Great, now one of them is unable to admit what I did (or is simply refusing to) and is blaming it on the shadow.
I know what I did. I may be sorry for it, but that doesn't change the fact I nearly wrenched her shoulder out of place this time. So now I'm forced to wonder if I've raped her a few times on top of it? It sounds like she didn't tell me when it happened, but I've been of the impression that every time has been consentual. PLUS I'm forced to wonder about the times I was told something like this happened while she was with Rob. I mean I don't have any other evidence other than her word.
I need help sorting things out. I know I am to blame for the shoulder being sore, but everything from before has been called into question because of it. Am I really the cause of the rapings or is someone else? Either way, not much can be done about it now... memories are now too twisted to figure out anything. Maybe someone wants to claw me because I actually DID do something she doesn't like and she's been repressing it for a while now. Though I wouldn't be surprised if something like this happened in sixth grade for her either making her not want to be here.
Someone had this to say about the one time Rob got told he couldn't have sex with her for a while: I was told that it was because she was thinking of me that she didn't want to do stuff with him at that moment. Pressure into sex sounds like rape to me, so that's how I addressed it, especially if someone wasn't willing. No I don't like doing that shit and if I have someone tell me somehow. But what exactly happened that night?
Also worrying is studies showing hypnosis ineffective in recalling old memories, and large amounts of reluctance in admitting that details were remembered wrong during it. So.... what the hell was I watching when I saw that psychotherapy room? They were actually hypnotizing the patient and having false memories implanted into their mind so they would be less afraid to accept the other parts of themselves?!
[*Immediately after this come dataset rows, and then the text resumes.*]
//! Runtime configuration read from the environment

use std::time::Duration;
use thiserror::Error;

pub const DEFAULT_API_URL: &str = "http://127.0.0.1:8000";
pub const DEFAULT_TIMEOUT: Duration = Duration::from_secs(200);
pub const DEFAULT_PORT: u16 = 8501;
pub const DEFAULT_SESSION_TTL: Duration = Duration::from_secs(60 * 60);

/// Invalid environment value
#[derive(Debug, Error)]
pub enum ConfigError {
    #[error("{var} must be {expected}, got {value:?}")]
    Invalid {
        var: &'static str,
        expected: &'static str,
        value: String,
    },
}

/// Settings for the outbound summarize service
#[derive(Debug, Clone, PartialEq, Eq)]
pub struct ApiConfig {
    /// Base URL; `/api/summarize` is appended
    pub base_url: String,
    pub timeout: Duration,
    /// Skip TLS certificate verification. Off unless explicitly enabled.
    pub insecure_tls: bool,
}

impl Default for ApiConfig {
    fn default() -> Self {
        Self {
            base_url: DEFAULT_API_URL.to_string(),
            timeout: DEFAULT_TIMEOUT,
            insecure_tls: false,
        }
    }
}

impl ApiConfig {
    pub fn summarize_endpoint(&self) -> String {
        format!("{}/api/summarize", self.base_url.trim_end_matches('/'))
    }
}

/// Whole-application configuration
#[derive(Debug, Clone, PartialEq, Eq)]
pub struct AppConfig {
    pub api: ApiConfig,
    pub port: u16,
    /// Idle time after which a browser session is dropped
    pub session_ttl: Duration,
}

impl Default for AppConfig {
    fn default() -> Self {
        Self {
            api: ApiConfig::default(),
            port: DEFAULT_PORT,
            session_ttl: DEFAULT_SESSION_TTL,
        }
    }
}

impl AppConfig {
    pub fn from_env() -> Result<Self, ConfigError> {
        Self::from_lookup(|key| std::env::var(key).ok())
    }

    /// Build from an arbitrary variable lookup (tests pass a map)
    pub fn from_lookup(lookup: impl Fn(&str) -> Option<String>) -> Result<Self, ConfigError> {
        let mut config = Self::default();

        if let Some(url) = lookup("PUBMED_API_URL").filter(|u| !u.trim().is_empty()) {
            config.api.base_url = url.trim().to_string();
        }

        if let Some(raw) = lookup("PUBMED_API_TIMEOUT_SECS") {
            config.api.timeout = parse_secs("PUBMED_API_TIMEOUT_SECS", &raw)?;
        }

        if let Some(raw) = lookup("PUBMED_API_INSECURE_TLS") {
            config.api.insecure_tls = parse_bool(&raw).ok_or_else(|| ConfigError::Invalid {
                var: "PUBMED_API_INSECURE_TLS",
                expected: "true or false",
                value: raw.clone(),
            })?;
        }

        if let Some(raw) = lookup("PUBMED_CHAT_PORT") {
            config.port = raw.trim().parse().map_err(|_| ConfigError::Invalid {
                var: "PUBMED_CHAT_PORT",
                expected: "a port number",
                value: raw.clone(),
            })?;
        }

        if let Some(raw) = lookup("PUBMED_SESSION_TTL_SECS") {
            config.session_ttl = parse_secs("PUBMED_SESSION_TTL_SECS", &raw)?;
        }

        Ok(config)
    }
}

fn parse_secs(var: &'static str, raw: &str) -> Result<Duration, ConfigError> {
    raw.trim()
        .parse()
        .ok()
        .filter(|s| *s > 0)
        .map(Duration::from_secs)
        .ok_or_else(|| ConfigError::Invalid {
            var,
            expected: "a positive number of seconds",
            value: raw.to_string(),
        })
}

fn parse_bool(raw: &str) -> Option<bool> {
    match raw.trim().to_ascii_lowercase().as_str() {
        "1" | "true" | "yes" | "on" => Some(true),
        "0" | "false" | "no" | "off" | "" => Some(false),
        _ => None,
    }
}
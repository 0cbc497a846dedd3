//! Query dispatch: one user submission, one network call, one state update

use super::SessionState;
use crate::summarize::{SummarizeError, SummarizeErrorKind, SummarizeResponse, SummaryClient};
use serde::Serialize;
use std::sync::Arc;

/// Why a submission was ignored
#[derive(Debug, Clone, Copy, PartialEq, Eq, Serialize)]
#[serde(rename_all = "snake_case")]
pub enum SkipReason {
    /// Nothing but whitespace was submitted
    Empty,
    /// Same text as the previous query; re-rendering must not re-query
    Duplicate,
}

/// What a dispatch did to the session
#[derive(Debug, Clone, PartialEq, Eq, Serialize)]
#[serde(tag = "outcome", rename_all = "snake_case")]
pub enum DispatchOutcome {
    Skipped { reason: SkipReason },
    Found { references: usize },
    NoArticles { references: usize },
    Failed { kind: SummarizeErrorKind, message: String },
}

impl DispatchOutcome {
    /// True when a network call was made
    pub fn dispatched(&self) -> bool {
        !matches!(self, DispatchOutcome::Skipped { .. })
    }
}

/// Issues summarize calls on behalf of sessions
pub struct Dispatcher {
    client: Arc<dyn SummaryClient>,
}

impl Dispatcher {
    pub fn new(client: Arc<dyn SummaryClient>) -> Self {
        Self { client }
    }

    /// Handle one submission against `state`.
    ///
    /// Empty and repeated queries are no-ops. Otherwise exactly one request
    /// is made and its result, success or failure, lands in `state`. Nothing
    /// is returned as an error; failures become an assistant turn.
    pub async fn dispatch(&self, state: &mut SessionState, query: &str) -> DispatchOutcome {
        let query = query.trim();
        if query.is_empty() {
            return DispatchOutcome::Skipped {
                reason: SkipReason::Empty,
            };
        }
        if state.is_duplicate(query) {
            tracing::debug!(query = %query, "Ignoring repeated query");
            return DispatchOutcome::Skipped {
                reason: SkipReason::Duplicate,
            };
        }

        state.begin_search(query);
        tracing::info!(search = state.search_count(), "Dispatching query");

        match self.client.summarize(query).await {
            Ok(response) => apply_response(state, response),
            Err(e) => apply_failure(state, &e),
        }
    }
}

/// Fold a successful response into the session
fn apply_response(state: &mut SessionState, response: SummarizeResponse) -> DispatchOutcome {
    let no_articles = response.is_no_articles();
    let summary = response.summary_text().to_string();
    let references = response.reference_links;
    let count = references.len();

    let message = if no_articles {
        no_articles_message(&summary, count)
    } else {
        summary_message(&summary, count)
    };

    state.record_result(summary, references);
    state.append_assistant_turn(message);

    if no_articles {
        DispatchOutcome::NoArticles { references: count }
    } else {
        DispatchOutcome::Found { references: count }
    }
}

/// Fold a failed request into the session
fn apply_failure(state: &mut SessionState, error: &SummarizeError) -> DispatchOutcome {
    state.record_error(error_message(error));
    DispatchOutcome::Failed {
        kind: error.kind,
        message: error.message.clone(),
    }
}

fn summary_message(summary: &str, references: usize) -> String {
    format!("### 📝 Summary\n{summary}\n\n📚 {references} reference(s) found.")
}

fn no_articles_message(summary: &str, references: usize) -> String {
    format!("### No Articles Found\n{summary}\n\n📚 {references} reference(s) found.")
}

fn error_message(error: &SummarizeError) -> String {
    format!("❌ Error: Failed to fetch results - {error}")
}

#[cfg(test)]
mod tests {
    use super::*;
    use crate::session::Role;
    use crate::summarize::testing::MockSummaryClient;
    use crate::summarize::{CitedReference, Reference};

    fn setup() -> (Arc<MockSummaryClient>, Dispatcher) {
        let client = Arc::new(MockSummaryClient::new());
        let dispatcher = Dispatcher::new(client.clone());
        (client, dispatcher)
    }

    fn response(summary: &str, titles: &[&str], status: Option<i64>) -> SummarizeResponse {
        SummarizeResponse {
            summary: Some(summary.to_string()),
            reference_links: titles
                .iter()
                .map(|t| Reference {
                    title: Some((*t).to_string()),
                    ..Reference::default()
                })
                .collect(),
            status,
        }
    }

    #[tokio::test]
    async fn test_duplicate_query_makes_one_call() {
        let (client, dispatcher) = setup();
        client.queue_response(response("s", &["a"], None));
        client.queue_response(response("unused", &[], None));
        let mut state = SessionState::new();

        let first = dispatcher.dispatch(&mut state, "statins").await;
        let second = dispatcher.dispatch(&mut state, "statins").await;

        assert_eq!(first, DispatchOutcome::Found { references: 1 });
        assert_eq!(
            second,
            DispatchOutcome::Skipped {
                reason: SkipReason::Duplicate
            }
        );
        assert!(!second.dispatched());
        assert_eq!(client.recorded_queries(), vec!["statins"]);
        assert_eq!(state.search_count(), 1);
        assert_eq!(state.turns().len(), 2);
    }

    #[tokio::test]
    async fn test_empty_query_is_ignored() {
        let (client, dispatcher) = setup();
        let mut state = SessionState::new();

        let outcome = dispatcher.dispatch(&mut state, "   ").await;

        assert_eq!(
            outcome,
            DispatchOutcome::Skipped {
                reason: SkipReason::Empty
            }
        );
        assert!(client.recorded_queries().is_empty());
        assert_eq!(state, SessionState::new());
    }

    #[tokio::test]
    async fn test_success_formats_summary_turn() {
        let (client, dispatcher) = setup();
        client.queue_response(response("Aspirin helps.", &["a", "b", "c"], Some(200)));
        let mut state = SessionState::new();

        let outcome = dispatcher.dispatch(&mut state, "aspirin").await;

        assert_eq!(outcome, DispatchOutcome::Found { references: 3 });
        let turns = state.turns();
        assert_eq!(turns[0].role, Role::User);
        assert_eq!(turns[0].content, "aspirin");
        assert_eq!(turns[1].role, Role::Assistant);
        assert!(turns[1].content.starts_with("### 📝 Summary\nAspirin helps."));
        assert!(turns[1].content.contains("3 reference(s) found."));
        assert_eq!(state.last_result().summary, "Aspirin helps.");
        assert_eq!(state.last_result().references.len(), 3);
    }

    #[tokio::test]
    async fn test_not_found_sentinel_formats_no_articles_turn() {
        let (client, dispatcher) = setup();
        client.queue_response(response("Nothing matched.", &[], Some(404)));
        let mut state = SessionState::new();

        let outcome = dispatcher.dispatch(&mut state, "zzz").await;

        assert_eq!(outcome, DispatchOutcome::NoArticles { references: 0 });
        let reply = &state.turns()[1].content;
        assert!(reply.contains("No Articles Found"));
        assert!(reply.contains("Nothing matched."));
        assert!(reply.contains("0 reference(s) found."));
    }

    #[tokio::test]
    async fn test_missing_summary_uses_default() {
        let (client, dispatcher) = setup();
        client.queue_response(SummarizeResponse::default());
        let mut state = SessionState::new();

        dispatcher.dispatch(&mut state, "q").await;

        assert_eq!(state.last_result().summary, "No summary available.");
        assert!(state.turns()[1].content.contains("No summary available."));
    }

    #[tokio::test]
    async fn test_failure_adds_one_error_turn_and_keeps_result() {
        let (client, dispatcher) = setup();
        client.queue_response(response("old", &["kept"], None));
        client.queue_error(SummarizeError::network(
            "Connection failed: Connection refused (os error 111)",
        ));
        let mut state = SessionState::new();

        dispatcher.dispatch(&mut state, "first").await;
        let before = state.last_result().clone();
        let outcome = dispatcher.dispatch(&mut state, "second").await;

        assert!(matches!(
            outcome,
            DispatchOutcome::Failed {
                kind: SummarizeErrorKind::Network,
                ..
            }
        ));
        assert_eq!(state.last_result(), &before);
        let assistant: Vec<_> = state
            .turns()
            .iter()
            .filter(|t| t.role == Role::Assistant)
            .collect();
        assert_eq!(assistant.len(), 1);
        assert!(assistant[0].content.starts_with("❌ Error"));
        assert!(assistant[0].content.contains("Connection refused"));
    }

    #[tokio::test]
    async fn test_new_query_replaces_previous_exchange() {
        let (client, dispatcher) = setup();
        client.queue_response(response("about A", &["a"], None));
        client.queue_response(response("about B", &["b"], None));
        let mut state = SessionState::new();

        dispatcher.dispatch(&mut state, "query A").await;
        dispatcher.dispatch(&mut state, "query B").await;

        let contents: Vec<&str> = state.turns().iter().map(|t| t.content.as_str()).collect();
        assert_eq!(contents.len(), 2);
        assert_eq!(contents[0], "query B");
        assert!(contents[1].contains("about B"));
        assert!(!contents.iter().any(|c| c.contains("query A") || c.contains("about A")));
        assert_eq!(state.last_query(), Some("query B"));
        assert_eq!(state.search_count(), 2);
    }

    #[tokio::test]
    async fn test_query_is_trimmed_before_duplicate_check() {
        let (client, dispatcher) = setup();
        client.queue_response(response("s", &[], None));
        let mut state = SessionState::new();

        dispatcher.dispatch(&mut state, "  statins ").await;
        let again = dispatcher.dispatch(&mut state, "statins").await;

        assert!(!again.dispatched());
        assert_eq!(client.recorded_queries(), vec!["statins"]);
    }

    #[test]
    fn test_apply_response_keeps_reference_order() {
        let mut state = SessionState::new();
        state.begin_search("q");
        let mut resp = response("s", &["first", "second"], None);
        resp.reference_links[1].cited.push(CitedReference {
            name: Some("c".into()),
            link: Some("https://example.org/c".into()),
        });

        apply_response(&mut state, resp);

        let titles: Vec<_> = state
            .last_result()
            .references
            .iter()
            .map(|r| r.title.as_deref().unwrap_or_default())
            .collect();
        assert_eq!(titles, vec!["first", "second"]);
        assert_eq!(state.last_result().references[1].cited.len(), 1);
    }
}
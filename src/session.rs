//! Conversation state store and query dispatch
//!
//! Each browser session owns one `SessionState`. The dispatcher is the only
//! writer during a search; rendering only reads.

mod dispatch;
#[cfg(test)]
mod proptests;
mod state;
mod store;

pub use dispatch::{DispatchOutcome, Dispatcher, SkipReason};
pub use state::{Role, SessionState, Turn};
pub use store::SessionStore;
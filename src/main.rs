//! PubMed Chat - conversational front-end for a PubMed summarize service
//!
//! Serves a single page that forwards each new question to the summarize
//! endpoint and shows the summary and the referenced articles.

mod api;
mod config;
mod render;
mod session;
mod summarize;

use api::{create_router, AppState};
use config::AppConfig;
use std::net::SocketAddr;
use std::sync::Arc;
use summarize::{HttpSummaryClient, LoggingClient};
use tower_http::{compression::CompressionLayer, trace::TraceLayer};
use tracing_subscriber::{layer::SubscriberExt, util::SubscriberInitExt};

#[tokio::main]
async fn main() -> Result<(), Box<dyn std::error::Error>> {
    // Initialize logging
    tracing_subscriber::registry()
        .with(
            tracing_subscriber::EnvFilter::try_from_default_env()
                .unwrap_or_else(|_| "pubmed_chat=info,tower_http=debug".into()),
        )
        .with(
            tracing_subscriber::fmt::layer()
                .json()
                .with_current_span(false)
                .with_span_list(false),
        )
        .init();

    // Configuration
    let config = AppConfig::from_env()?;
    if config.api.insecure_tls {
        tracing::warn!(
            url = %config.api.base_url,
            "TLS certificate verification is DISABLED for the summarize service"
        );
    }

    let client = HttpSummaryClient::new(&config.api)?;
    tracing::info!(
        endpoint = %config.api.summarize_endpoint(),
        timeout_secs = config.api.timeout.as_secs(),
        "Summarize client ready"
    );
    let state = AppState::new(
        Arc::new(LoggingClient::new(Arc::new(client))),
        config.session_ttl,
    );
    state.sessions.spawn_sweeper();
    tracing::info!(
        ttl_secs = config.session_ttl.as_secs(),
        "Idle sessions will be dropped"
    );

    let compression = CompressionLayer::new()
        .gzip(true)
        .br(true)
        .deflate(true)
        .zstd(true);

    let app = create_router(state)
        .layer(compression)
        .layer(TraceLayer::new_for_http());

    // Start server
    let addr = SocketAddr::from(([0, 0, 0, 0], config.port));
    tracing::info!("PubMed Chat listening on {}", addr);

    let listener = tokio::net::TcpListener::bind(addr).await?;
    axum::serve(listener, app).await?;

    Ok(())
}
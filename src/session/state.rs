//! Per-session conversation state

use crate::summarize::Reference;
use serde::Serialize;

/// Who authored a turn
#[derive(Debug, Clone, Copy, PartialEq, Eq, Serialize)]
#[serde(rename_all = "snake_case")]
pub enum Role {
    User,
    Assistant,
}

impl Role {
    pub fn as_str(self) -> &'static str {
        match self {
            Role::User => "user",
            Role::Assistant => "assistant",
        }
    }
}

/// One chat message. `content` is markdown.
#[derive(Debug, Clone, PartialEq, Eq, Serialize)]
pub struct Turn {
    pub role: Role,
    pub content: String,
}

/// Most recent successful response, replaced wholesale on each success
#[derive(Debug, Clone, Default, PartialEq, Eq, Serialize)]
pub struct LastResult {
    pub summary: String,
    pub references: Vec<Reference>,
}

/// Conversation state for one browser session.
///
/// Created empty on first contact. Holds at most the latest user/assistant
/// exchange; a new distinct query after the first clears earlier turns.
/// `last_query` always matches the newest user turn once a search has run.
#[derive(Debug, Clone, Default, PartialEq, Eq, Serialize)]
pub struct SessionState {
    turns: Vec<Turn>,
    last_query: Option<String>,
    last_result: LastResult,
    search_count: u64,
}

impl SessionState {
    pub fn new() -> Self {
        Self::default()
    }

    pub fn turns(&self) -> &[Turn] {
        &self.turns
    }

    pub fn last_query(&self) -> Option<&str> {
        self.last_query.as_deref()
    }

    pub fn last_result(&self) -> &LastResult {
        &self.last_result
    }

    pub fn search_count(&self) -> u64 {
        self.search_count
    }

    /// True when `query` is the same text as the last accepted query
    pub fn is_duplicate(&self, query: &str) -> bool {
        self.last_query.as_deref() == Some(query)
    }

    /// Open a new search cycle for `query`.
    ///
    /// Clears the previous exchange (except before the very first search),
    /// bumps the counter, remembers the query and appends the user turn.
    pub fn begin_search(&mut self, query: &str) {
        if self.search_count > 0 {
            self.reset_turns();
        }
        self.search_count += 1;
        self.last_query = Some(query.to_string());
        self.append_user_turn(query);
    }

    pub fn append_user_turn(&mut self, text: impl Into<String>) {
        self.turns.push(Turn {
            role: Role::User,
            content: text.into(),
        });
    }

    pub fn append_assistant_turn(&mut self, text: impl Into<String>) {
        self.turns.push(Turn {
            role: Role::Assistant,
            content: text.into(),
        });
    }

    pub fn reset_turns(&mut self) {
        self.turns.clear();
    }

    pub fn record_result(&mut self, summary: impl Into<String>, references: Vec<Reference>) {
        self.last_result = LastResult {
            summary: summary.into(),
            references,
        };
    }

    /// Surface a failure as an assistant turn. `last_result` is kept.
    pub fn record_error(&mut self, message: impl Into<String>) {
        self.append_assistant_turn(message);
    }
}
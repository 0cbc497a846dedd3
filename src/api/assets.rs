//! Embedded static assets
//!
//! The stylesheet is compiled into the binary so the server is a single file.

use axum::{
    extract::Path,
    http::{header, StatusCode},
    response::{IntoResponse, Response},
};
use rust_embed::Embed;

#[derive(Embed)]
#[folder = "assets"]
struct Assets;

/// Serve an embedded file by path
pub async fn serve_static(Path(path): Path<String>) -> Response {
    match Assets::get(&path) {
        Some(content) => {
            let mime = mime_guess::from_path(&path).first_or_octet_stream();
            (
                [
                    (header::CONTENT_TYPE, mime.as_ref().to_string()),
                    (header::CACHE_CONTROL, "public, max-age=3600".to_string()),
                ],
                content.data.into_owned(),
            )
                .into_response()
        }
        None => (StatusCode::NOT_FOUND, "Not found").into_response(),
    }
}
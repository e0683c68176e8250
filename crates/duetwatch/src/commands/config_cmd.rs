use std::fmt::Write as _;

use crate::cli::{ConfigArgs, ConfigCommand, GlobalOpts};
use crate::config::{self, Config, Profile};
use crate::error::CliError;
use crate::output::{print_output, render};

const REDACTED: &str = "********";

pub fn handle(args: ConfigArgs, global: &GlobalOpts) -> Result<(), CliError> {
    match args.command {
        ConfigCommand::Path => {
            print_output(&config::config_path().display().to_string());
            Ok(())
        }

        ConfigCommand::Show => {
            let cfg = redacted(&config::load_config()?);
            let out = render(global.output, &cfg, format_plain)?;
            print_output(&out);
            Ok(())
        }

        ConfigCommand::SetPassword => {
            let cfg = config::load_config()?;
            let profile_name = config::active_profile_name(global, &cfg);
            cfg.profile(&profile_name)?;

            let secret = rpassword::prompt_password("Board password: ")?;
            config::store_password(&profile_name, &secret)?;

            eprintln!("✓ Password stored in system keyring for profile '{profile_name}'");
            Ok(())
        }
    }
}

fn redacted(cfg: &Config) -> Config {
    Config {
        default_profile: cfg.default_profile.clone(),
        defaults: cfg.defaults.clone(),
        profiles: cfg
            .profiles
            .iter()
            .map(|(name, profile)| {
                let profile = Profile {
                    password: profile.password.as_ref().map(|_| REDACTED.into()),
                    ..profile.clone()
                };
                (name.clone(), profile)
            })
            .collect(),
    }
}

/// One line per profile: name, address, where its password comes from.
fn format_plain(cfg: &Config) -> String {
    let mut names: Vec<_> = cfg.profiles.keys().collect();
    names.sort();

    let mut out = String::new();
    for name in names {
        let Some(profile) = cfg.profiles.get(name) else {
            continue;
        };
        let marker = if cfg.default_profile.as_ref() == Some(name) {
            "*"
        } else {
            " "
        };
        let (_, source) = config::resolve_password(profile, name);
        let _ = writeln!(out, "{marker} {name}\t{}\t{source}", profile.address);
    }
    out.trim_end().to_owned()
}
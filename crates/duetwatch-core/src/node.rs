// ── Object model tree ──
//
// The board reports its state as loosely-shaped JSON whose structure is
// only known at runtime. `Node` is the explicit tagged union the rest of
// the crate works with.

use std::fmt;

use indexmap::IndexMap;
use serde::{Deserialize, Deserializer, Serialize};

/// One node of the object model.
#[derive(Debug, Clone, Default, PartialEq, Serialize)]
#[serde(untagged)]
pub enum Node {
    #[default]
    Null,
    Bool(bool),
    Number(serde_json::Number),
    String(String),
    /// Device arrays such as `boards` or `tools`.
    Array(Vec<Node>),
    Object(IndexMap<String, Node>),
}

impl Node {
    /// An empty mapping.
    pub fn object() -> Self {
        Self::Object(IndexMap::new())
    }

    pub fn is_null(&self) -> bool {
        matches!(self, Self::Null)
    }

    pub fn is_object(&self) -> bool {
        matches!(self, Self::Object(_))
    }

    pub fn is_array(&self) -> bool {
        matches!(self, Self::Array(_))
    }

    pub fn as_object(&self) -> Option<&IndexMap<String, Node>> {
        match self {
            Self::Object(map) => Some(map),
            _ => None,
        }
    }

    pub fn as_object_mut(&mut self) -> Option<&mut IndexMap<String, Node>> {
        match self {
            Self::Object(map) => Some(map),
            _ => None,
        }
    }

    pub fn as_array(&self) -> Option<&[Node]> {
        match self {
            Self::Array(items) => Some(items),
            _ => None,
        }
    }

    pub fn as_str(&self) -> Option<&str> {
        match self {
            Self::String(s) => Some(s),
            _ => None,
        }
    }

    pub fn as_u64(&self) -> Option<u64> {
        match self {
            Self::Number(n) => n.as_u64(),
            _ => None,
        }
    }

    /// Number of children: elements of an array, entries of a mapping,
    /// zero for scalars.
    pub fn len(&self) -> usize {
        match self {
            Self::Array(items) => items.len(),
            Self::Object(map) => map.len(),
            _ => 0,
        }
    }

    pub fn is_empty(&self) -> bool {
        self.len() == 0
    }

    /// Child of a mapping by key.
    pub fn get(&self, key: &str) -> Option<&Node> {
        self.as_object()?.get(key)
    }

    /// Resolve a dotted path with optional array indices, e.g.
    /// `"move.axes[0].homed"` or `"boards[0]"`. The empty path is `self`.
    pub fn pointer(&self, path: &str) -> Option<&Node> {
        if path.is_empty() {
            return Some(self);
        }
        let mut current = self;
        for segment in path.split('.') {
            let (name, indices) = split_indices(segment)?;
            if !name.is_empty() {
                current = current.get(name)?;
            }
            for index in indices {
                current = current.as_array()?.get(index)?;
            }
        }
        Some(current)
    }
}

/// Split `"tools[1][2]"` into `("tools", [1, 2])`.
fn split_indices(segment: &str) -> Option<(&str, Vec<usize>)> {
    let Some(open) = segment.find('[') else {
        return Some((segment, Vec::new()));
    };
    let (name, mut rest) = segment.split_at(open);
    let mut indices = Vec::new();
    while let Some(stripped) = rest.strip_prefix('[') {
        let close = stripped.find(']')?;
        indices.push(stripped[..close].trim().parse().ok()?);
        rest = &stripped[close + 1..];
    }
    rest.is_empty().then_some((name, indices))
}

// ── Conversions ──────────────────────────────────────────────────────

impl From<serde_json::Value> for Node {
    fn from(value: serde_json::Value) -> Self {
        match value {
            serde_json::Value::Null => Self::Null,
            serde_json::Value::Bool(b) => Self::Bool(b),
            serde_json::Value::Number(n) => Self::Number(n),
            serde_json::Value::String(s) => Self::String(s),
            serde_json::Value::Array(items) => {
                Self::Array(items.into_iter().map(Node::from).collect())
            }
            serde_json::Value::Object(map) => {
                Self::Object(map.into_iter().map(|(k, v)| (k, Node::from(v))).collect())
            }
        }
    }
}

impl From<Node> for serde_json::Value {
    fn from(node: Node) -> Self {
        match node {
            Node::Null => Self::Null,
            Node::Bool(b) => Self::Bool(b),
            Node::Number(n) => Self::Number(n),
            Node::String(s) => Self::String(s),
            Node::Array(items) => Self::Array(items.into_iter().map(Self::from).collect()),
            Node::Object(map) => {
                Self::Object(map.into_iter().map(|(k, v)| (k, Self::from(v))).collect())
            }
        }
    }
}

impl From<&str> for Node {
    fn from(s: &str) -> Self {
        Self::String(s.to_owned())
    }
}

impl From<u64> for Node {
    fn from(n: u64) -> Self {
        Self::Number(n.into())
    }
}

impl<'de> Deserialize<'de> for Node {
    fn deserialize<D: Deserializer<'de>>(deserializer: D) -> Result<Self, D::Error> {
        serde_json::Value::deserialize(deserializer).map(Node::from)
    }
}

impl fmt::Display for Node {
    fn fmt(&self, f: &mut fmt::Formatter<'_>) -> fmt::Result {
        match serde_json::to_string(self) {
            Ok(json) => f.write_str(&json),
            Err(_) => Err(fmt::Error),
        }
    }
}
Psychological medicine IS freaky. Very freaky indeed. I for one do not want to be living any sort of lie. That's why I incessantly check anything I think happened against reality. Maybe that's why all that we did online feels so distant. All that we have of it are logs of what was going on, and visual memories of things we saw while it was going on. None of it is a substitute for reality. I used to do so much to verify how realistic my fantasies could actually be, but I always acknowledged my fantasies as fantasies. Just things online could happen more easily than in person as long as they were consentual.
MY MEMORIES SAY I STOPPED HER FROM CHOKING HERSELF AND IN FRUSTRATION FINALLY WRENCHED HER SHOULDER SO SHE COULDN'T CHOKE HERSELF ANYMORE. I trust my memories because she's got a sore left shoulder, the same one I remember wrenching. It's only 4 hours since I did that, far too little time for me to remember it incorrectly. I'm trying to show her why that's such a bad idea even in my frustration- it hurts to die. I hate feeling helpless against the self destructive nature of one's repression and denial of reality. Why must MY sanity be tested along with it? Every single person she has ever met and known in this way has broken down and asked themselves, "WHAT DO I DO?!"
No more going down. We go up from here on out. First, we get insurance looked at. Then, we find someone who can actually help. Finally, she faces her inner demons and either moves on from them, or gives into them entirely. Nobody is to send her to the depths without proper instruction and knowledge. If that means I have to singlehandedly dig up all the information myself, so be it! I either pass or fail right along with her. She might even drive me insane as a result. Just give me the same padded room if that happens. I'm tired of people leaving her just because of these decisions. Everyone deserves someone just as insane as they are.
I am partly scared of her leaving me because I finally do something that drives her away from me. But I won't live in fear of that forever. I'll eventually know if something I'm doing or something I don't play upon finally happens where she ends up wanting to go... because she'll just do it.
Okay if the point hasn't been made yet by this whole entry, here's a few things one can infer about me:
1. I am thinking a great deal about her and moreso every day.
2. I am concerned for her mental health as she fails to be honest with reality.
3. I wanna marry her despite all the shit and everything that might drive ME to the loony bin. I respect anyone with that much power. Besides, I asked her to do it anyway... do I still want to be broken by her?